The French Revolution radicalized the universality of equality that the Christian project activated. We can make sense of its emergence in history as the irruption of the formless gathering-we manifesting itself as the unconditional maxim ‘be as a world’. For the first time in the history of gathering humans gather in the gathering without appealing to some given, like the platonic Good or the Christian God. Here, the gathering is activated out of itself and moves towards itself. In a single moment it captures the idea of the movement of history as the gathering that gathers itself. With the emerging of this event we enter the third act of the western philosophical project that is also the most explicitly speculative.

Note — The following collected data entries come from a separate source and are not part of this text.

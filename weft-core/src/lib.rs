//! Core compiler for the weft template language.
//!
//! Templates mix literal text with interpolation markers, control tags, and
//! partial references:
//!
//! ```text
//! Hello {{ user.name }}!{% for items as item %} {{item}}{% end %}
//! ```
//!
//! The pipeline is:
//!
//!   template source
//!     -> scanner   (code points + line/column positions)
//!     -> lexer     (markup tokens + expression tokens)
//!     -> parser    (AST)
//!     -> evaluator (text, against layered data frames)
//!
//! [`compile`] (or [`compile_with_partials`]) runs the front half once and
//! returns a [`CompiledTemplate`]; [`CompiledTemplate::render`] walks the
//! AST against `serde_json` data as many times as needed. Higher-level
//! tools (the CLI, embedding applications) should depend on this crate
//! rather than reimplementing the pipeline.

// ---------------------------------------------------------------------
// Diagnostics and errors
// ---------------------------------------------------------------------

pub mod position;
pub mod error;

// ---------------------------------------------------------------------
// Front end: scanning, tokenization, parsing
// ---------------------------------------------------------------------

pub mod scanner;
pub mod lexer;
pub mod ast;
pub mod parser;

// ---------------------------------------------------------------------
// Back end: evaluation and the compile surface
// ---------------------------------------------------------------------

mod eval;
pub mod compiler;
pub mod registry;

// ---------------------------------------------------------------------
// Public API re-exports
// ---------------------------------------------------------------------

pub use compiler::{CompiledTemplate, compile, compile_with_partials};
pub use error::TemplateError;
pub use position::Position;
pub use registry::load_partials_dir;
use std::collections::HashMap;
use std::fs;
use std::io::{self, Read, Write};
use std::path::PathBuf;

use anyhow::{Context, Result};
use clap::Parser;
use serde_json::Value;
use weft_core::{compile_with_partials, load_partials_dir};

/// Render a weft template against a JSON data file.
#[derive(Parser, Debug)]
#[command(version, about, long_about = None)]
struct Cli {
    /// Template file; stdin is read when omitted
    #[arg(short, long)]
    template: Option<String>,

    /// JSON file holding the render data
    #[arg(short, long)]
    data: String,

    #[arg(
        long,
        value_name = "DIR",
        help = "Directory of partial templates, registered by relative path"
    )]
    partials: Option<String>,

    /// Output file; stdout is used when omitted
    #[arg(short, long)]
    output: Option<String>,
}

fn main() -> Result<()> {
    let cli = Cli::parse();
    execute(cli)
}

fn execute(cli: Cli) -> Result<()> {
    let source = match cli.template {
        Some(path) => fs::read_to_string(&path)
            .with_context(|| format!("failed to read template file {path}"))?,
        None => {
            let mut buffer = String::new();
            io::stdin().read_to_string(&mut buffer)?;
            buffer
        }
    };

    let raw = fs::read_to_string(&cli.data)
        .with_context(|| format!("failed to read data file {}", cli.data))?;
    let data: Value = serde_json::from_str(&raw)
        .with_context(|| format!("data file {} is not valid JSON", cli.data))?;

    let partials = match cli.partials {
        Some(root) => load_partials_dir(&root)
            .with_context(|| format!("failed to load partials from {root}"))?,
        None => HashMap::new(),
    };

    let template = compile_with_partials(&source, &partials)?;
    let rendered = template.render(&data)?;

    match cli.output {
        Some(path) => write_output(&path, rendered.as_bytes())?,
        None => io::stdout().write_all(rendered.as_bytes())?,
    }

    Ok(())
}

fn write_output(path: &str, bytes: &[u8]) -> Result<()> {
    if let Some(parent) = PathBuf::from(path).parent() {
        if !parent.as_os_str().is_empty() {
            fs::create_dir_all(parent)
                .with_context(|| format!("failed to create directory {parent:?}"))?;
        }
    }
    fs::write(path, bytes).with_context(|| format!("failed to write output file {path}"))?;
    Ok(())
}
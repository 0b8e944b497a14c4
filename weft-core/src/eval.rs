//! Tree-walking evaluation against a layered variable environment.
//!
//! The environment is an ordered stack of frames. Every render starts from
//! two frames — the template's fixed globals underneath the caller's data —
//! and each loop iteration pushes a one-entry binding frame that is popped
//! when the iteration's body finishes. Resolution checks frames
//! innermost-first, so a loop binding shadows a data key of the same name.
//!
//! Path resolution is three-state: `Found` or the missing sentinel. A
//! missing plain variable renders as nothing; only a missing (or
//! non-sequence) loop iterable is a render error.

use serde_json::Value;

use crate::ast::Node;
use crate::error::TemplateError;

/// One layer of the variable environment.
enum Frame<'a> {
    /// A whole data value; dotted paths descend from its root.
    Data(&'a Value),
    /// A single loop binding.
    Binding { name: &'a str, value: &'a Value },
}

/// Ordered frame stack; later-pushed frames shadow earlier ones.
pub(crate) struct Environment<'a> {
    frames: Vec<Frame<'a>>,
}

impl<'a> Environment<'a> {
    pub(crate) fn new(globals: &'a Value, data: &'a Value) -> Self {
        Environment {
            frames: vec![Frame::Data(globals), Frame::Data(data)],
        }
    }

    fn push_binding(&mut self, name: &'a str, value: &'a Value) {
        self.frames.push(Frame::Binding { name, value });
    }

    fn pop_binding(&mut self) {
        self.frames.pop();
    }

    /// Resolve a dotted path, innermost frame first.
    fn resolve(&self, path: &str) -> Option<&'a Value> {
        for frame in self.frames.iter().rev() {
            let found = match *frame {
                Frame::Data(value) => descend(value, path.split('.')),
                Frame::Binding { name, value } => {
                    let mut segments = path.split('.');
                    if segments.next() != Some(name) {
                        continue;
                    }
                    descend(value, segments)
                }
            };
            if let Some(value) = found {
                return Some(value);
            }
        }
        None
    }
}

/// Sequential key descent. Mappings descend by key, sequences by numeric
/// index; any other segment short-circuits the whole path to "not found".
fn descend<'a, 'p>(
    mut value: &'a Value,
    segments: impl Iterator<Item = &'p str>,
) -> Option<&'a Value> {
    for segment in segments {
        value = match value {
            Value::Object(map) => map.get(segment)?,
            Value::Array(items) => items.get(segment.parse::<usize>().ok()?)?,
            _ => return None,
        };
    }
    Some(value)
}

/// Result of evaluating an expression node: a value, or the sentinel
/// produced by unresolved variable references.
#[derive(Debug, Clone, PartialEq)]
pub(crate) enum Resolved {
    Found(Value),
    Missing,
}

impl Resolved {
    fn truthy(&self) -> bool {
        match self {
            Resolved::Missing => false,
            Resolved::Found(value) => truthy(value),
        }
    }
}

/// Falsey: null, false, zero, and the empty string. Sequences and mappings
/// are truthy whether or not they are empty.
fn truthy(value: &Value) -> bool {
    match value {
        Value::Null => false,
        Value::Bool(b) => *b,
        Value::Number(n) => n.as_f64().is_some_and(|v| v != 0.0),
        Value::String(s) => !s.is_empty(),
        Value::Array(_) | Value::Object(_) => true,
    }
}

/// Strict type-and-value equality. Numbers compare numerically across
/// integer/float representations; no other cross-type pair is ever equal,
/// so a number and its string representation are distinct.
fn strict_eq(a: &Resolved, b: &Resolved) -> bool {
    match (a, b) {
        (Resolved::Missing, Resolved::Missing) => true,
        (Resolved::Missing, _) | (_, Resolved::Missing) => false,
        (Resolved::Found(a), Resolved::Found(b)) => value_eq(a, b),
    }
}

fn value_eq(a: &Value, b: &Value) -> bool {
    match (a, b) {
        (Value::Number(a), Value::Number(b)) => a.as_f64() == b.as_f64(),
        _ => a == b,
    }
}

/// Render a statement-position node into `out`.
pub(crate) fn render_node<'a>(
    node: &'a Node,
    env: &mut Environment<'a>,
    out: &mut String,
) -> Result<(), TemplateError> {
    match node {
        Node::Block(children) => {
            for child in children {
                render_node(child, env, out)?;
            }
            Ok(())
        }
        Node::Text(value) => {
            out.push_str(value);
            Ok(())
        }
        Node::VariableRef(path) => {
            if let Some(value) = env.resolve(path) {
                write_value(value, out);
            }
            Ok(())
        }
        Node::For {
            iterable,
            binding,
            body,
        } => {
            let Some(Value::Array(items)) = env.resolve(iterable) else {
                return Err(TemplateError::UnresolvableIterator {
                    path: iterable.clone(),
                });
            };
            for item in items {
                env.push_binding(binding, item);
                let result = render_node(body, env, out);
                env.pop_binding();
                result?;
            }
            Ok(())
        }
        Node::IfElse {
            condition,
            then_body,
            else_body,
        } => {
            if eval_expr(condition, env).truthy() {
                render_node(then_body, env, out)
            } else {
                render_node(else_body, env, out)
            }
        }
        Node::StringLit(_)
        | Node::NumberLit(_)
        | Node::BoolLit(_)
        | Node::Equals(..)
        | Node::NotEquals(..)
        | Node::And(..)
        | Node::Or(..) => {
            if let Resolved::Found(value) = eval_expr(node, env) {
                write_value(&value, out);
            }
            Ok(())
        }
    }
}

/// Evaluate an expression-position node to a scalar value.
fn eval_expr(node: &Node, env: &Environment<'_>) -> Resolved {
    match node {
        Node::StringLit(value) => Resolved::Found(Value::String(value.clone())),
        Node::NumberLit(value) => match serde_json::Number::from_f64(*value) {
            Some(n) => Resolved::Found(Value::Number(n)),
            None => Resolved::Missing,
        },
        Node::BoolLit(value) => Resolved::Found(Value::Bool(*value)),
        Node::VariableRef(path) => match env.resolve(path) {
            Some(value) => Resolved::Found(value.clone()),
            None => Resolved::Missing,
        },
        Node::Equals(lhs, rhs) => Resolved::Found(Value::Bool(strict_eq(
            &eval_expr(lhs, env),
            &eval_expr(rhs, env),
        ))),
        Node::NotEquals(lhs, rhs) => Resolved::Found(Value::Bool(!strict_eq(
            &eval_expr(lhs, env),
            &eval_expr(rhs, env),
        ))),
        Node::And(lhs, rhs) => Resolved::Found(Value::Bool(
            eval_expr(lhs, env).truthy() && eval_expr(rhs, env).truthy(),
        )),
        Node::Or(lhs, rhs) => Resolved::Found(Value::Bool(
            eval_expr(lhs, env).truthy() || eval_expr(rhs, env).truthy(),
        )),
        // The parser never places these in expression position.
        Node::Block(_) | Node::Text(_) | Node::For { .. } | Node::IfElse { .. } => {
            Resolved::Missing
        }
    }
}

/// A value's textual contribution: strings as-is, null as nothing, scalars
/// and compound values via their JSON text.
fn write_value(value: &Value, out: &mut String) {
    match value {
        Value::Null => {}
        Value::String(s) => out.push_str(s),
        other => out.push_str(&other.to_string()),
    }
}

#[cfg(test)]
mod tests {
    use super::*;
    use serde_json::json;

    fn resolve_in<'a>(data: &'a Value, path: &str) -> Option<&'a Value> {
        let env = Environment {
            frames: vec![Frame::Data(data)],
        };
        env.resolve(path)
    }

    #[test]
    fn resolves_dotted_paths_through_mappings() {
        let data = json!({"a": {"b": {"c": "x"}}});
        assert_eq!(resolve_in(&data, "a.b.c"), Some(&json!("x")));
        assert_eq!(resolve_in(&data, "a.b.missing"), None);
        assert_eq!(resolve_in(&data, "a.b.c.too_deep"), None);
    }

    #[test]
    fn numeric_segments_index_sequences() {
        let data = json!({"planets": [{"name": "Mercury"}, {"name": "Venus"}]});
        assert_eq!(resolve_in(&data, "planets.1.name"), Some(&json!("Venus")));
        assert_eq!(resolve_in(&data, "planets.9.name"), None);
        assert_eq!(resolve_in(&data, "planets.x"), None);
    }

    #[test]
    fn bindings_shadow_outer_frames() {
        let globals = json!({});
        let data = json!({"x": "outer", "inner": "bound"});
        let bound = json!("bound-value");
        let mut env = Environment::new(&globals, &data);
        env.push_binding("x", &bound);
        assert_eq!(env.resolve("x"), Some(&bound));
        env.pop_binding();
        assert_eq!(env.resolve("x"), Some(&json!("outer")));
    }

    #[test]
    fn binding_paths_descend_into_the_bound_value() {
        let globals = json!({});
        let data = json!({});
        let person = json!({"name": "Andrew", "hobbies": ["fitness", "beer"]});
        let mut env = Environment::new(&globals, &data);
        env.push_binding("p", &person);
        assert_eq!(env.resolve("p.name"), Some(&json!("Andrew")));
        assert_eq!(env.resolve("p.hobbies.0"), Some(&json!("fitness")));
        assert_eq!(env.resolve("q.name"), None);
    }

    #[test]
    fn truthiness_table() {
        assert!(!truthy(&json!(null)));
        assert!(!truthy(&json!(false)));
        assert!(!truthy(&json!(0)));
        assert!(!truthy(&json!(0.0)));
        assert!(!truthy(&json!("")));
        assert!(truthy(&json!(true)));
        assert!(truthy(&json!(1)));
        assert!(truthy(&json!("x")));
        assert!(truthy(&json!([])));
        assert!(truthy(&json!({})));
    }

    #[test]
    fn strict_equality_distinguishes_types() {
        let num = Resolved::Found(json!(42));
        let num_str = Resolved::Found(json!("42"));
        assert!(!strict_eq(&num, &num_str));
        assert!(strict_eq(&num, &Resolved::Found(json!(42.0))));
        assert!(strict_eq(
            &Resolved::Found(json!("hi")),
            &Resolved::Found(json!("hi"))
        ));
    }

    #[test]
    fn missing_compares_equal_only_to_missing() {
        // Two missing values compare equal here; the underlying contract
        // leaves this case open, so this test documents the choice rather
        // than a requirement.
        assert!(strict_eq(&Resolved::Missing, &Resolved::Missing));
        assert!(!strict_eq(&Resolved::Missing, &Resolved::Found(json!(null))));
        assert!(!strict_eq(&Resolved::Found(json!(0)), &Resolved::Missing));
    }

    #[test]
    fn write_value_forms() {
        let mut out = String::new();
        write_value(&json!("plain"), &mut out);
        write_value(&json!(null), &mut out);
        write_value(&json!(42), &mut out);
        write_value(&json!(true), &mut out);
        write_value(&json!([1, 2]), &mut out);
        assert_eq!(out, "plain42true[1,2]");
    }
}
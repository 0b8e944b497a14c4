//! Filesystem-backed partial registries.
//!
//! The compile entry points only consume a `name -> source` mapping; this
//! module builds one from a directory tree for callers that keep their
//! partials on disk.

use std::collections::HashMap;
use std::fs;
use std::path::Path;

use walkdir::WalkDir;

use crate::error::TemplateError;

/// Load every regular file under `root` as a partial.
///
/// A partial's name is its root-relative path without the extension, with
/// path separators turned into dots: `header/nav.wft` registers as
/// `header.nav`. When two files differ only by extension the later one
/// wins.
pub fn load_partials_dir(root: impl AsRef<Path>) -> Result<HashMap<String, String>, TemplateError> {
    let root = root.as_ref();
    let mut partials = HashMap::new();
    for entry in WalkDir::new(root).into_iter().filter_map(Result::ok) {
        let path = entry.path();
        if !path.is_file() {
            continue;
        }
        let source = fs::read_to_string(path)?;
        let relative = path.strip_prefix(root).unwrap_or(path);
        let name = relative
            .with_extension("")
            .components()
            .map(|c| c.as_os_str().to_string_lossy().into_owned())
            .collect::<Vec<_>>()
            .join(".");
        partials.insert(name, source);
    }
    Ok(partials)
}
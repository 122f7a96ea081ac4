//! Backend configuration and assembly of the ordered store list.

use std::sync::Arc;

use serde::{Deserialize, Serialize};
use tracing::info;

#[cfg(feature = "azure")]
use crate::backends::azure::{AzureConfig, AzureStore};
#[cfg(feature = "aws")]
use crate::backends::s3::{S3Config, S3Store};
use crate::{
    backends::{
        filesystem::{FileSystemConfig, FileSystemStore},
        memory::MemoryStore,
        peer::{PeerConfig, PeerStore},
        relay::{RelayConfig, RelayStore},
    },
    BlobResult,
    BlobStore,
    NamespacePolicyResolver,
    PeerDiscovery,
    ServiceCredentials,
};

/// One tier of the store hierarchy.
#[derive(Debug, Clone, Serialize, Deserialize, PartialEq)]
#[serde(tag = "type", rename_all = "snake_case")]
pub enum BackendConfig {
    Memory,
    #[serde(rename = "filesystem")]
    FileSystem(FileSystemConfig),
    #[cfg(feature = "aws")]
    S3(S3Config),
    #[cfg(feature = "azure")]
    Azure(AzureConfig),
    Relay(RelayConfig),
    Peer(PeerConfig),
}

/// Collaborators the backends need.
#[derive(Clone)]
pub struct BackendDeps {
    pub policies: Arc<dyn NamespacePolicyResolver>,
    pub credentials: Arc<dyn ServiceCredentials>,
    pub discovery: Arc<dyn PeerDiscovery>,
}

/// The assembled stores, in configuration order. Filesystem stores are also
/// listed separately for the cleanup loop.
#[derive(Clone, Default)]
pub struct Backends {
    pub stores: Vec<Arc<dyn BlobStore>>,
    pub filesystems: Vec<Arc<FileSystemStore>>,
}

pub async fn build_backends(configs: &[BackendConfig], deps: &BackendDeps) -> BlobResult<Backends> {
    let mut backends = Backends::default();
    for config in configs {
        let store: Arc<dyn BlobStore> = match config {
            BackendConfig::Memory => Arc::new(MemoryStore::new()),
            BackendConfig::FileSystem(config) => {
                let store = Arc::new(FileSystemStore::new(config.clone()).await?);
                backends.filesystems.push(store.clone());
                store
            }
            #[cfg(feature = "aws")]
            BackendConfig::S3(config) => {
                Arc::new(S3Store::from_config(config.clone(), deps.policies.clone()).await)
            }
            #[cfg(feature = "azure")]
            BackendConfig::Azure(config) => {
                Arc::new(AzureStore::from_config(config.clone(), deps.policies.clone()))
            }
            BackendConfig::Relay(config) => {
                Arc::new(RelayStore::new(config.clone(), deps.credentials.clone())?)
            }
            BackendConfig::Peer(config) => Arc::new(PeerStore::new(
                config.clone(),
                deps.discovery.clone(),
                deps.credentials.clone(),
            )),
        };
        info!(kind = %store.info().kind, tier = backends.stores.len(), "configured blob store");
        backends.stores.push(store);
    }
    Ok(backends)
}
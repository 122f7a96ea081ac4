//! Per-region existence and reference tracking for blobs.
//!
//! The index records, for each `(namespace, blob)`, the regions holding the
//! blob and the references pointing at it. It never stores blob bytes. A blob
//! with no regions and no references is orphaned and eligible for GC.

mod memory;
mod migrations;
mod rocks;
mod serializer;

use async_trait::async_trait;
use data_model::{BlobId, BlobReference, BlobResult, BucketId, NamespaceId, RefId};
use futures::stream::BoxStream;

pub use crate::{memory::MemoryBlobIndex, rocks::RocksDbBlobIndex};

pub type BlobReferenceStream = BoxStream<'static, BlobResult<BlobReference>>;

pub type IndexedBlobStream = BoxStream<'static, BlobResult<(NamespaceId, BlobId)>>;

/// Region and reference bookkeeping. Region arguments default to the
/// region this index was opened for.
#[async_trait]
pub trait BlobIndex: Send + Sync {
    fn current_region(&self) -> &str;

    /// Upsert the entry and add the region.
    async fn add_blob_to_index(
        &self,
        ns: &NamespaceId,
        blob: &BlobId,
        region: Option<&str>,
    ) -> BlobResult<()>;

    /// Drop the region from the entry. The entry itself stays, possibly with
    /// no regions left.
    async fn remove_blob_from_region(
        &self,
        ns: &NamespaceId,
        blob: &BlobId,
        region: Option<&str>,
    ) -> BlobResult<()>;

    async fn blob_exists_in_region(
        &self,
        ns: &NamespaceId,
        blob: &BlobId,
        region: Option<&str>,
    ) -> BlobResult<bool>;

    /// Fails with `BlobError::BlobNotFound` when there is no entry at all.
    async fn get_blob_regions(&self, ns: &NamespaceId, blob: &BlobId) -> BlobResult<Vec<String>>;

    /// Record that the named ref `bucket/key` points at each of `blobs`.
    async fn add_ref_to_blobs(
        &self,
        ns: &NamespaceId,
        bucket: &BucketId,
        key: &RefId,
        blobs: &[BlobId],
    ) -> BlobResult<()>;

    /// Record that `source` depends on `target`.
    async fn add_blob_references(
        &self,
        ns: &NamespaceId,
        source: &BlobId,
        target: &BlobId,
    ) -> BlobResult<()>;

    /// Remove the given references, or every reference when `refs` is
    /// `None`.
    async fn remove_references(
        &self,
        ns: &NamespaceId,
        blob: &BlobId,
        refs: Option<&[BlobReference]>,
    ) -> BlobResult<()>;

    fn get_blob_references(&self, ns: &NamespaceId, blob: &BlobId) -> BlobReferenceStream;

    /// Every entry in the index, in no particular order.
    fn get_all_blobs(&self) -> IndexedBlobStream;
}

pub(crate) fn validate_region(region: &str) -> BlobResult<()> {
    if region.is_empty() || region.contains('/') {
        return Err(data_model::BlobError::invalid_input(format!(
            "invalid region name {:?}",
            region
        )));
    }
    Ok(())
}
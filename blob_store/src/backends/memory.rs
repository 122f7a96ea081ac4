//! In-memory blob store backend, used by tests.

use async_trait::async_trait;
use bytes::Bytes;
use chrono::{DateTime, Utc};
use dashmap::DashMap;
use data_model::{BlobError, BlobId, BlobResult, LastAccessTracking, NamespaceId};
use futures::{stream::BoxStream, StreamExt};

use crate::{BackendInfo, BackendKind, BlobContents, BlobMetadata, BlobStore, ListedBlob};

struct StoredBlob {
    content: Bytes,
    created_at: DateTime<Utc>,
}

/// Process-local map keyed by `<namespace>/<blob>`.
///
/// In strict mode, writing an existing identifier with different content
/// fails, which surfaces hashing bugs in callers.
#[derive(Default)]
pub struct MemoryStore {
    blobs: DashMap<String, StoredBlob>,
    strict: bool,
}

impl MemoryStore {
    pub fn new() -> Self {
        Self::default()
    }

    pub fn strict() -> Self {
        Self {
            blobs: DashMap::new(),
            strict: true,
        }
    }

    fn key(ns: &NamespaceId, blob: &BlobId) -> String {
        format!("{}/{}", ns, blob)
    }

    /// Store bytes under an identifier without any checks. Lets tests plant
    /// corrupt content.
    pub fn insert_raw(&self, ns: &NamespaceId, blob: &BlobId, content: Bytes) {
        self.blobs.insert(
            Self::key(ns, blob),
            StoredBlob {
                content,
                created_at: Utc::now(),
            },
        );
    }

    pub fn len(&self) -> usize {
        self.blobs.len()
    }

    pub fn is_empty(&self) -> bool {
        self.blobs.is_empty()
    }
}

#[async_trait]
impl BlobStore for MemoryStore {
    fn info(&self) -> BackendInfo {
        BackendInfo {
            kind: BackendKind::Memory,
            root_capable: true,
            supports_consistency_scan: true,
            local: true,
        }
    }

    async fn put(&self, ns: &NamespaceId, blob: &BlobId, content: Bytes) -> BlobResult<BlobId> {
        let key = Self::key(ns, blob);
        if let Some(existing) = self.blobs.get(&key) {
            if self.strict && existing.content != content {
                return Err(BlobError::Other {
                    source: anyhow::anyhow!(
                        "blob {} in namespace {} overwritten with different content",
                        blob,
                        ns
                    ),
                });
            }
            return Ok(*blob);
        }
        self.blobs.entry(key).or_insert_with(|| StoredBlob {
            content,
            created_at: Utc::now(),
        });
        Ok(*blob)
    }

    async fn get(
        &self,
        ns: &NamespaceId,
        blob: &BlobId,
        _tracking: LastAccessTracking,
        _supports_redirect: bool,
    ) -> BlobResult<BlobContents> {
        self.blobs
            .get(&Self::key(ns, blob))
            .map(|stored| BlobContents::from_bytes(stored.content.clone()))
            .ok_or_else(|| BlobError::blob_not_found(ns, blob))
    }

    async fn exists(&self, ns: &NamespaceId, blob: &BlobId, _force_check: bool) -> BlobResult<bool> {
        Ok(self.blobs.contains_key(&Self::key(ns, blob)))
    }

    async fn metadata(&self, ns: &NamespaceId, blob: &BlobId) -> BlobResult<BlobMetadata> {
        self.blobs
            .get(&Self::key(ns, blob))
            .map(|stored| BlobMetadata {
                size_bytes: stored.content.len() as u64,
                created_at: stored.created_at,
            })
            .ok_or_else(|| BlobError::blob_not_found(ns, blob))
    }

    async fn delete(&self, ns: &NamespaceId, blob: &BlobId) -> BlobResult<bool> {
        Ok(self.blobs.remove(&Self::key(ns, blob)).is_some())
    }

    async fn delete_namespace(&self, ns: &NamespaceId) -> BlobResult<()> {
        let prefix = format!("{}/", ns);
        self.blobs.retain(|key, _| !key.starts_with(&prefix));
        Ok(())
    }

    fn list(
        &self,
        ns: &NamespaceId,
        start_after: Option<BlobId>,
    ) -> BoxStream<'static, BlobResult<ListedBlob>> {
        let prefix = format!("{}/", ns);
        let mut listed: Vec<ListedBlob> = self
            .blobs
            .iter()
            .filter_map(|entry| {
                let blob: BlobId = entry.key().strip_prefix(&prefix)?.parse().ok()?;
                if matches!(start_after, Some(after) if blob <= after) {
                    return None;
                }
                Some(ListedBlob {
                    blob,
                    last_modified: entry.value().created_at,
                })
            })
            .collect();
        listed.sort_by_key(|listed| listed.blob);
        futures::stream::iter(listed.into_iter().map(Ok)).boxed()
    }
}

#[cfg(test)]
mod tests {
    use futures::TryStreamExt;

    use super::*;

    fn ns() -> NamespaceId {
        NamespaceId::new("test-ns").unwrap()
    }

    #[tokio::test]
    async fn test_put_get_delete() {
        let store = MemoryStore::new();
        let content = Bytes::from_static(b"hello world");
        let id = BlobId::from_content(&content);

        store.put(&ns(), &id, content.clone()).await.unwrap();
        assert!(store.exists(&ns(), &id, false).await.unwrap());

        let fetched = store
            .get(&ns(), &id, LastAccessTracking::Track, false)
            .await
            .unwrap()
            .into_bytes()
            .await
            .unwrap();
        assert_eq!(fetched, content);

        assert!(store.delete(&ns(), &id).await.unwrap());
        assert!(!store.delete(&ns(), &id).await.unwrap());
        let err = store
            .get(&ns(), &id, LastAccessTracking::Track, false)
            .await
            .unwrap_err();
        assert!(matches!(err, BlobError::BlobNotFound { .. }));
    }

    #[tokio::test]
    async fn test_existing_content_wins() {
        let store = MemoryStore::new();
        let id = BlobId::from_content(b"first");

        store.put(&ns(), &id, Bytes::from_static(b"first")).await.unwrap();
        store.put(&ns(), &id, Bytes::from_static(b"second")).await.unwrap();

        let fetched = store
            .get(&ns(), &id, LastAccessTracking::Skip, false)
            .await
            .unwrap()
            .into_bytes()
            .await
            .unwrap();
        assert_eq!(fetched, Bytes::from_static(b"first"));
    }

    #[tokio::test]
    async fn test_strict_mode_rejects_different_content() {
        let store = MemoryStore::strict();
        let id = BlobId::from_content(b"first");

        store.put(&ns(), &id, Bytes::from_static(b"first")).await.unwrap();
        store.put(&ns(), &id, Bytes::from_static(b"first")).await.unwrap();
        assert!(store.put(&ns(), &id, Bytes::from_static(b"other")).await.is_err());
    }

    #[tokio::test]
    async fn test_list_is_scoped_to_namespace() {
        let store = MemoryStore::new();
        let other = NamespaceId::new("other").unwrap();
        let a = BlobId::from_content(b"a");
        let b = BlobId::from_content(b"b");
        store.put(&ns(), &a, Bytes::from_static(b"a")).await.unwrap();
        store.put(&other, &b, Bytes::from_static(b"b")).await.unwrap();

        let listed: Vec<ListedBlob> = store.list(&ns(), None).try_collect().await.unwrap();
        assert_eq!(listed.len(), 1);
        assert_eq!(listed[0].blob, a);

        store.delete_namespace(&ns()).await.unwrap();
        assert_eq!(store.len(), 1);
    }

    #[tokio::test]
    async fn test_list_is_ordered_and_resumable() {
        let store = MemoryStore::new();
        let mut ids = Vec::new();
        for i in 0..5u8 {
            let content = Bytes::from(vec![i; 3]);
            let id = BlobId::from_content(&content);
            store.put(&ns(), &id, content).await.unwrap();
            ids.push(id);
        }
        ids.sort();

        let listed: Vec<BlobId> = store
            .list(&ns(), None)
            .map_ok(|b| b.blob)
            .try_collect()
            .await
            .unwrap();
        assert_eq!(listed, ids);

        let rest: Vec<BlobId> = store
            .list(&ns(), Some(ids[2]))
            .map_ok(|b| b.blob)
            .try_collect()
            .await
            .unwrap();
        assert_eq!(rest, ids[3..].to_vec());
    }
}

The idea of the revolution invokes the command ‘be as free and equal in accordance with solidarity’ or, in its speculative reformulation, ‘be as a world’. In the happening of the infinite aloneness of the indeterminate gathering-we that is a self-activating solidarity, each member of the collective is claimed as the place of dwelling for the other members, that is, as the bearer of the very idea of gathering. Here the subjectivity of the subject is constituted in the dynamic inter-relation of infinite expansion as the embracing of the collective and infinite contraction as being absolutely permeated by the substantive universality of solidarity.

For reasons that we need not go into here, western modernity also gives rise to the negation of this most radical idea of the gathering as such. The idea is negated through the gathering of formal subjects in their capacity as atomic and, hence, dispersed individuals who inter-relate as private property owners dwelling in the externality of the ‘things’ they each own.[12] In their mutual recognition as persons, the activity of such formal subjects replaces the possibility of infinite expansion at the heart of the command to be as a world with the momentary merging of wills that agree to exchange property items. In this case it becomes impossible for the command of the gathering-we to be heard as a world-transforming power.

The retreat of the abovementioned denied command and its vision opened the space for the emergence of Hegel’s philosophy of the ‘world Spirit’. Hegel’s philosophy, like Plato’s before him and unlike any other philosophy after him, is the reception of the last whisper of the eternal command (notion). The receiving that is philosophy is always the receiving of a whispering—that of the retreating gathering-we— that only the thinker is in a position to hear. It is also the last re-opening of the silence of the world (historical being). It teaches that when the gathering gathers the power to command once again no one will fail to receive it.

Moreover, in such a radically philosophical world the production of philosophy will be a thing of the past. The participants of this world will discover that the moment of pure conceptualization has already happened and that their world has already conceptually happened in the happening of this moment. They will be in a position to understand themselves through their past by reading the speculative story of the world Spirit that the philosophers have already prepared. On this reading, philosophers like Hegel are the Homers of the people of the future who are the genuine readers of philosophy.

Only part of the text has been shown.